第二の企業家的機能がイノベーションである。企業は、より優れたものを創造し供給しなければならない。企業にとって、より大きなものに成長することは必ずしも必要ではない。しかし、常により優れたものに成長する必要はある。
イノベーションは、価格の引き下げであっても良い。もちろん、たとえ高くても新しく優れた製品の創造、あるいは新しい利便性や欲求の創造であることもある。さらに、昔からの製品の新しい用途の開発であることもある。
冷蔵庫を食物の凍結防止用としてエスキモーに売り込むことに成功した営業マンは、イノベーションの担い手である。
イノベーションは事業のあらゆる局面で行われる。設計、製品、価格、顧客サービスのイノベーションがある。マネジメントの組織や手法のイノベーションがある。したがってイノベーションもまた、マーケティングと同じように独立した機能と考えてはならない。
イノベーションについては、あらゆる部門において明確な責任と目標が必要である。もちろん、販売、経理、品質管理、人事等の機能別部門は、意識的かつ明確な方向性をもってそれぞれの分野における進歩発展に責任をもつ。しかし同時に、製品やサービスのイノベーションに貢献する責任を持つ。

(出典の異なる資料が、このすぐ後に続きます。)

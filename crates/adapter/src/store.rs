//! JSON settings file behind the core `SettingsStore` port.
//!
//! The file is a flat JSON object. Each key is read on its own: a missing or
//! malformed value falls back to its default without touching the other one.
//! Keys this program does not know are preserved on save.

use std::fs;
use std::io;
use std::path::{Path, PathBuf};

use serde::{Deserialize, Serialize};
use serde_json::{Map, Value};
use thiserror::Error;
use tracing::{debug, warn};

use crate::core::SettingsStore;

pub const HIGH_SCORE_KEY: &str = "pairAGoneHighScore";
pub const SOUND_ENABLED_KEY: &str = "pairAGoneSoundEnabled";

#[derive(Debug, Error)]
pub enum StoreError {
    #[error("settings io error: {0}")]
    Io(#[from] io::Error),

    #[error("settings json error: {0}")]
    Json(#[from] serde_json::Error),

    #[error("settings file is not a JSON object")]
    NotAnObject,
}

/// Values found in the settings file.
#[derive(Debug, Clone, Copy, PartialEq, Eq, Default, Serialize, Deserialize)]
#[serde(rename_all = "camelCase")]
pub struct Settings {
    #[serde(skip_serializing_if = "Option::is_none")]
    pub pair_a_gone_high_score: Option<u32>,
    #[serde(skip_serializing_if = "Option::is_none")]
    pub pair_a_gone_sound_enabled: Option<bool>,
}

impl Settings {
    /// Pick each known key out of a JSON object, ignoring bad values.
    pub fn from_object(obj: &Map<String, Value>) -> Self {
        Self {
            pair_a_gone_high_score: obj
                .get(HIGH_SCORE_KEY)
                .and_then(|v| serde_json::from_value(v.clone()).ok()),
            pair_a_gone_sound_enabled: obj
                .get(SOUND_ENABLED_KEY)
                .and_then(|v| serde_json::from_value(v.clone()).ok()),
        }
    }
}

#[derive(Debug, Clone)]
pub struct FileSettingsStore {
    path: PathBuf,
}

impl FileSettingsStore {
    pub fn new(path: impl Into<PathBuf>) -> Self {
        Self { path: path.into() }
    }

    pub fn path(&self) -> &Path {
        &self.path
    }

    fn read_object(&self) -> Result<Map<String, Value>, StoreError> {
        let text = match fs::read_to_string(&self.path) {
            Ok(text) => text,
            Err(err) if err.kind() == io::ErrorKind::NotFound => return Ok(Map::new()),
            Err(err) => return Err(err.into()),
        };
        match serde_json::from_str::<Value>(&text)? {
            Value::Object(obj) => Ok(obj),
            _ => Err(StoreError::NotAnObject),
        }
    }

    /// Read the stored settings.
    pub fn read(&self) -> Result<Settings, StoreError> {
        Ok(Settings::from_object(&self.read_object()?))
    }

    /// Merge `settings` into the file, creating it (and its directory) if needed.
    ///
    /// An unreadable existing file is replaced.
    pub fn write(&self, settings: &Settings) -> Result<(), StoreError> {
        let mut obj = self.read_object().unwrap_or_default();
        if let Value::Object(update) = serde_json::to_value(settings)? {
            obj.extend(update);
        }

        if let Some(dir) = self.path.parent().filter(|d| !d.as_os_str().is_empty()) {
            fs::create_dir_all(dir)?;
        }
        let text = serde_json::to_string_pretty(&Value::Object(obj))?;
        fs::write(&self.path, text)?;
        debug!(path = %self.path.display(), "settings saved");
        Ok(())
    }

    fn load_or_default(&self) -> Settings {
        self.read().unwrap_or_else(|err| {
            warn!(path = %self.path.display(), error = %err, "settings unreadable, using defaults");
            Settings::default()
        })
    }

    fn save_or_warn(&self, settings: Settings) {
        if let Err(err) = self.write(&settings) {
            warn!(path = %self.path.display(), error = %err, "failed to save settings");
        }
    }
}

impl SettingsStore for FileSettingsStore {
    fn load_high_score(&self) -> u32 {
        self.load_or_default().pair_a_gone_high_score.unwrap_or(0)
    }

    fn save_high_score(&mut self, score: u32) {
        self.save_or_warn(Settings {
            pair_a_gone_high_score: Some(score),
            ..Settings::default()
        });
    }

    fn load_sound_enabled(&self) -> bool {
        self.load_or_default()
            .pair_a_gone_sound_enabled
            .unwrap_or(true)
    }

    fn save_sound_enabled(&mut self, enabled: bool) {
        self.save_or_warn(Settings {
            pair_a_gone_sound_enabled: Some(enabled),
            ..Settings::default()
        });
    }
}
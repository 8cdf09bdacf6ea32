//! Terminal Pair-a-Gone runner (default binary).
//!
//! Uses crossterm for keyboard and mouse input and the framebuffer renderer
//! from the `term` crate. Timers are driven by polling with a short timeout.

use std::fs::File;
use std::sync::Mutex;
use std::time::Duration;

use anyhow::{Context, Result};
use crossterm::event::{self, Event, KeyEventKind};
use tracing::info;
use tracing_subscriber::EnvFilter;

use pair_a_gone::adapter::{AppConfig, BellSoundPlayer, FileSettingsStore};
use pair_a_gone::core::{Controller, SystemClock};
use pair_a_gone::input::{handle_mouse_event, should_quit, InputHandler};
use pair_a_gone::term::{install_panic_hook, GameView, TermScreen, Viewport};
use pair_a_gone::types::GameAction;

/// Poll timeout between timer updates (~60 FPS).
const TICK_MS: u64 = 16;

type App = Controller<TermScreen, BellSoundPlayer, FileSettingsStore, SystemClock>;

fn main() -> Result<()> {
    let mut config = AppConfig::from_env();
    let args: Vec<String> = std::env::args().skip(1).collect();
    config.apply_args(&args)?;

    init_logging(&config)?;

    let (w, h) = crossterm::terminal::size().unwrap_or((80, 24));
    let mut screen = TermScreen::new(GameView::default(), Viewport::new(w, h));
    screen.set_cursor(Some(0));
    install_panic_hook();
    screen.enter()?;

    let seed = config.resolve_seed();
    info!(seed, data_dir = %config.data_dir.display(), "starting");

    let mut app: App = Controller::new(
        seed,
        screen,
        BellSoundPlayer::new(config.mute),
        FileSettingsStore::new(config.settings_path()),
        SystemClock::new(),
    );

    let result = run(&mut app);

    app.shutdown();
    // The screen also restores the terminal when dropped.
    let _ = app.renderer_mut().exit();
    info!("exited");
    result
}

fn init_logging(config: &AppConfig) -> Result<()> {
    let Some(path) = &config.log_path else {
        return Ok(());
    };
    let file = File::create(path)
        .with_context(|| format!("cannot open log file {}", path.display()))?;
    tracing_subscriber::fmt()
        .with_env_filter(
            EnvFilter::try_from_default_env().unwrap_or_else(|_| EnvFilter::new("info")),
        )
        .with_writer(Mutex::new(file))
        .with_ansi(false)
        .init();
    Ok(())
}

fn run(app: &mut App) -> Result<()> {
    let mut input = InputHandler::new();
    let tick = Duration::from_millis(TICK_MS);

    loop {
        if event::poll(tick)? {
            match event::read()? {
                Event::Key(key) if key.kind == KeyEventKind::Press => {
                    if should_quit(key) {
                        return Ok(());
                    }

                    let before = input.cursor();
                    let action = input.handle_key_press(key.code);
                    if input.cursor() != before {
                        app.renderer_mut().set_cursor(Some(input.cursor()));
                        app.refresh();
                    }
                    if let Some(action) = action {
                        apply(app, &mut input, action);
                    }
                }
                Event::Mouse(mouse) => {
                    let screen = app.renderer();
                    let action = handle_mouse_event(mouse, |x, y| screen.slot_at(x, y));
                    if let Some(action) = action {
                        if let GameAction::Select(index) = action {
                            input.set_cursor(index);
                            app.renderer_mut().set_cursor(Some(index));
                        }
                        apply(app, &mut input, action);
                    }
                }
                Event::Resize(w, h) => {
                    app.renderer_mut().resize(w, h);
                    app.refresh();
                }
                _ => {}
            }
        }

        app.update();
    }
}

fn apply(app: &mut App, input: &mut InputHandler, action: GameAction) {
    if action == GameAction::Restart {
        input.reset();
        app.renderer_mut().set_cursor(Some(input.cursor()));
    }
    if !app.apply_action(action) {
        // Cursor moves still need a frame even when the click was ignored.
        app.refresh();
    }
}
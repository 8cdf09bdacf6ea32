//! RNG module - seeded randomness for dealing and refilling
//!
//! Wraps a ChaCha8 stream so a game is fully reproducible from its seed.
//! Shuffles are Fisher-Yates (via `SliceRandom`), indices are uniform.

use rand::seq::SliceRandom;
use rand::{Rng, SeedableRng};
use rand_chacha::ChaCha8Rng;

/// Deterministic RNG for one game session
#[derive(Debug, Clone)]
pub struct GameRng {
    inner: ChaCha8Rng,
    seed: u64,
}

impl GameRng {
    /// Create a new RNG with the given seed
    pub fn new(seed: u64) -> Self {
        Self {
            inner: ChaCha8Rng::seed_from_u64(seed),
            seed,
        }
    }

    /// Seed this RNG was created with
    pub fn seed(&self) -> u64 {
        self.seed
    }

    /// Uniform index in `[0, len)`
    ///
    /// `len` must be non-zero.
    pub fn index(&mut self, len: usize) -> usize {
        self.inner.gen_range(0..len)
    }

    /// Shuffle a slice in place (Fisher-Yates)
    pub fn shuffle<T>(&mut self, slice: &mut [T]) {
        slice.shuffle(&mut self.inner);
    }

    /// Derive the seed for the next episode.
    ///
    /// Restarting reseeds from the live stream so consecutive games differ
    /// while the whole run stays reproducible from the first seed.
    pub fn next_seed(&mut self) -> u64 {
        self.inner.gen()
    }
}

impl Default for GameRng {
    fn default() -> Self {
        Self::new(1)
    }
}

#[cfg(test)]
mod tests {
    use super::*;

    #[test]
    fn test_rng_deterministic() {
        let mut rng1 = GameRng::new(12345);
        let mut rng2 = GameRng::new(12345);

        for _ in 0..100 {
            assert_eq!(rng1.index(1000), rng2.index(1000));
        }
    }

    #[test]
    fn test_rng_different_seeds() {
        let mut rng1 = GameRng::new(12345);
        let mut rng2 = GameRng::new(54321);

        let a: Vec<usize> = (0..16).map(|_| rng1.index(1_000_000)).collect();
        let b: Vec<usize> = (0..16).map(|_| rng2.index(1_000_000)).collect();
        assert_ne!(a, b);
    }

    #[test]
    fn test_shuffle_is_permutation() {
        let mut rng = GameRng::new(7);
        let mut values: Vec<u32> = (0..20).collect();
        rng.shuffle(&mut values);

        let mut sorted = values.clone();
        sorted.sort_unstable();
        assert_eq!(sorted, (0..20).collect::<Vec<_>>());
    }

    #[test]
    fn test_index_in_range() {
        let mut rng = GameRng::new(3);
        for len in 1..12 {
            for _ in 0..50 {
                assert!(rng.index(len) < len);
            }
        }
    }
}
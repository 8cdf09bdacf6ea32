//! Board module - manages the card grid
//!
//! The board is a 5x4 grid where each slot can be empty or hold a card.
//! Uses a flat array (row-major, `row * GRID_COLS + col`) for zero-allocation
//! scans. Adjacency is the 8-neighbourhood: diagonals count.

use arrayvec::ArrayVec;

use crate::rng::GameRng;
use crate::types::{
    row_col, CardType, Slot, CARD_TYPES, CARD_TYPE_COUNT, GRID_COLS, GRID_ROWS, TOTAL_SLOTS,
};

/// Whether two slots touch (including diagonally).
///
/// Symmetric and irreflexive; out-of-range indices are never adjacent.
pub fn adjacent(a: usize, b: usize) -> bool {
    if a == b || a >= TOTAL_SLOTS || b >= TOTAL_SLOTS {
        return false;
    }
    let (ra, ca) = row_col(a);
    let (rb, cb) = row_col(b);
    ra.abs_diff(rb) <= 1 && ca.abs_diff(cb) <= 1
}

/// All in-bounds neighbours of a slot, in row-major order.
pub fn neighbors(index: usize) -> ArrayVec<usize, 8> {
    let mut out = ArrayVec::new();
    if index >= TOTAL_SLOTS {
        return out;
    }
    let (row, col) = row_col(index);
    for r in row.saturating_sub(1)..=(row + 1).min(GRID_ROWS - 1) {
        for c in col.saturating_sub(1)..=(col + 1).min(GRID_COLS - 1) {
            if r == row && c == col {
                continue;
            }
            out.push(r * GRID_COLS + c);
        }
    }
    out
}

/// Generate `count` cards made of pairs.
///
/// Builds `ceil(count / 2)` pairs cycling through `types`, shuffles them and
/// truncates to `count`, so every type appears an even number of times except
/// possibly one when `count` is odd. Partners may land far apart.
pub fn generate(count: usize, types: &[CardType], rng: &mut GameRng) -> Vec<CardType> {
    if types.is_empty() {
        return Vec::new();
    }

    let pairs = (count + 1) / 2;
    let mut cards = Vec::with_capacity(pairs * 2);
    for i in 0..pairs {
        let kind = types[i % types.len()];
        cards.push(kind);
        cards.push(kind);
    }

    rng.shuffle(&mut cards);
    cards.truncate(count);
    cards
}

/// The card grid - 5 columns x 4 rows using flat array storage
#[derive(Debug, Clone, PartialEq, Eq)]
pub struct Board {
    /// Flat array of slots, row-major order
    slots: [Slot; TOTAL_SLOTS],
}

impl Board {
    /// Create a new empty board
    pub fn new() -> Self {
        Self {
            slots: [None; TOTAL_SLOTS],
        }
    }

    pub fn from_slots(slots: [Slot; TOTAL_SLOTS]) -> Self {
        Self { slots }
    }

    /// Build a board from a compact layout string.
    ///
    /// Each non-whitespace character is one slot in row-major order: a digit
    /// `0`-`9` is the card type at that roster position and `.` is empty.
    /// Returns `None` unless exactly 20 slots are described.
    ///
    /// ```
    /// use pair_a_gone_core::Board;
    ///
    /// let board = Board::from_layout("00... ..... ..... .....").unwrap();
    /// assert!(board.has_valid_move());
    /// assert_eq!(board.occupied_count(), 2);
    /// ```
    pub fn from_layout(layout: &str) -> Option<Self> {
        let mut slots = [None; TOTAL_SLOTS];
        let mut n = 0usize;
        for ch in layout.chars().filter(|c| !c.is_whitespace()) {
            if n >= TOTAL_SLOTS {
                return None;
            }
            slots[n] = match ch {
                '.' => None,
                d => Some(CARD_TYPES[d.to_digit(10)? as usize]),
            };
            n += 1;
        }
        (n == TOTAL_SLOTS).then_some(Self { slots })
    }

    /// Inverse of [`Board::from_layout`], one row per line.
    pub fn to_layout(&self) -> String {
        let mut out = String::with_capacity(TOTAL_SLOTS + GRID_ROWS);
        for (i, slot) in self.slots.iter().enumerate() {
            if i > 0 && i % GRID_COLS == 0 {
                out.push('\n');
            }
            match slot {
                Some(card) => out.push_str(&card.ordinal().to_string()),
                None => out.push('.'),
            }
        }
        out
    }

    /// Get the slot at `index`
    /// Returns None if out of bounds
    pub fn get(&self, index: usize) -> Option<Slot> {
        self.slots.get(index).copied()
    }

    /// Card at `index`, if the slot exists and is occupied
    pub fn card(&self, index: usize) -> Option<CardType> {
        self.get(index).flatten()
    }

    /// Set the slot at `index`
    /// Returns false if out of bounds
    pub fn set(&mut self, index: usize, slot: Slot) -> bool {
        match self.slots.get_mut(index) {
            Some(s) => {
                *s = slot;
                true
            }
            None => false,
        }
    }

    /// Empty a slot and return what it held
    pub fn take(&mut self, index: usize) -> Slot {
        self.slots.get_mut(index).and_then(Option::take)
    }

    pub fn is_occupied(&self, index: usize) -> bool {
        self.card(index).is_some()
    }

    pub fn slots(&self) -> &[Slot; TOTAL_SLOTS] {
        &self.slots
    }

    pub fn occupied_count(&self) -> usize {
        self.slots.iter().filter(|s| s.is_some()).count()
    }

    pub fn empty_count(&self) -> usize {
        TOTAL_SLOTS - self.occupied_count()
    }

    /// Clear the entire board
    pub fn clear(&mut self) {
        self.slots = [None; TOTAL_SLOTS];
    }

    /// Replace every slot with a freshly generated, shuffled set of pairs.
    pub fn deal(&mut self, types: &[CardType], rng: &mut GameRng) {
        let cards = generate(TOTAL_SLOTS, types, rng);
        for (i, slot) in self.slots.iter_mut().enumerate() {
            *slot = cards.get(i).copied();
        }
    }

    /// Slide phase 1: within each row, pack cards to the left.
    ///
    /// Order inside a row is preserved and trailing slots become empty.
    pub fn compact_rows(&mut self) {
        for row in self.slots.chunks_exact_mut(GRID_COLS) {
            let cards: ArrayVec<CardType, GRID_COLS> = row.iter().flatten().copied().collect();
            for (col, slot) in row.iter_mut().enumerate() {
                *slot = cards.get(col).copied();
            }
        }
    }

    /// Slide phase 2: repack every card from slot 0 in row-major order.
    pub fn repack(&mut self) {
        let cards: ArrayVec<CardType, TOTAL_SLOTS> = self.slots.iter().flatten().copied().collect();
        for (i, slot) in self.slots.iter_mut().enumerate() {
            *slot = cards.get(i).copied();
        }
    }

    /// Slide cards into the gaps: rows compact left, then everything repacks
    /// toward the top-left.
    ///
    /// Afterwards no empty slot precedes an occupied one.
    pub fn slide(&mut self) {
        self.compact_rows();
        self.repack();
    }

    /// Fill every empty slot, avoiding types that already sit next to it.
    ///
    /// Slots are filled in index order, so earlier refills count as neighbours
    /// for later ones. When every available type is taken by a neighbour, any
    /// available type may be picked. Returns the number of slots filled.
    pub fn fill_empty(&mut self, types: &[CardType], rng: &mut GameRng) -> usize {
        if types.is_empty() {
            return 0;
        }

        let mut filled = 0usize;
        for i in 0..TOTAL_SLOTS {
            if self.slots[i].is_some() {
                continue;
            }

            let taken: ArrayVec<&'static str, 8> = neighbors(i)
                .into_iter()
                .filter_map(|n| self.slots[n].map(|c| c.name))
                .collect();

            let safe: ArrayVec<CardType, CARD_TYPE_COUNT> = types
                .iter()
                .filter(|t| !taken.contains(&t.name))
                .take(CARD_TYPE_COUNT)
                .copied()
                .collect();

            let pool: &[CardType] = if safe.is_empty() { types } else { &safe };
            self.slots[i] = Some(pool[rng.index(pool.len())]);
            filled += 1;
        }
        filled
    }

    /// First adjacent pair of equal cards, scanning slot pairs in index order.
    pub fn find_valid_move(&self) -> Option<(usize, usize)> {
        for i in 0..TOTAL_SLOTS {
            let Some(a) = self.slots[i] else {
                continue;
            };
            for j in (i + 1)..TOTAL_SLOTS {
                let Some(b) = self.slots[j] else {
                    continue;
                };
                if a.same_kind(&b) && adjacent(i, j) {
                    return Some((i, j));
                }
            }
        }
        None
    }

    /// Whether any adjacent pair of equal cards exists
    pub fn has_valid_move(&self) -> bool {
        self.find_valid_move().is_some()
    }
}

impl Default for Board {
    fn default() -> Self {
        Self::new()
    }
}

イノベーションという言葉は、技術革新などと訳されることがあるので、なにか今までになかった新しい発明や発見を指すものというイメージがありますが、ここでもドラッカーはそうではないと言います。
新しい発明を要しないイノベーションの例として、エスキモーに販売する冷蔵庫が取り上げられ、新しい用途の開発もイノベーションだと言っているのです。
そして、経理や人事と言った間接部門に対しても、自部門の仕事だけを見るのではなく、組織全体のイノベーションに貢献せよ、もっと外を見ろと励ましているようです。
イノベーションについては本書から約30年後、1985年の著作「イノベーションと企業家精神」に詳しく書かれています。想定通りの顧客が想定通りに使ってくれるときよりも、想定外の顧客が想定外の使い方をしてくれた方が、「予期せぬ成功」として最もイノベーションにつながりやすいとしています。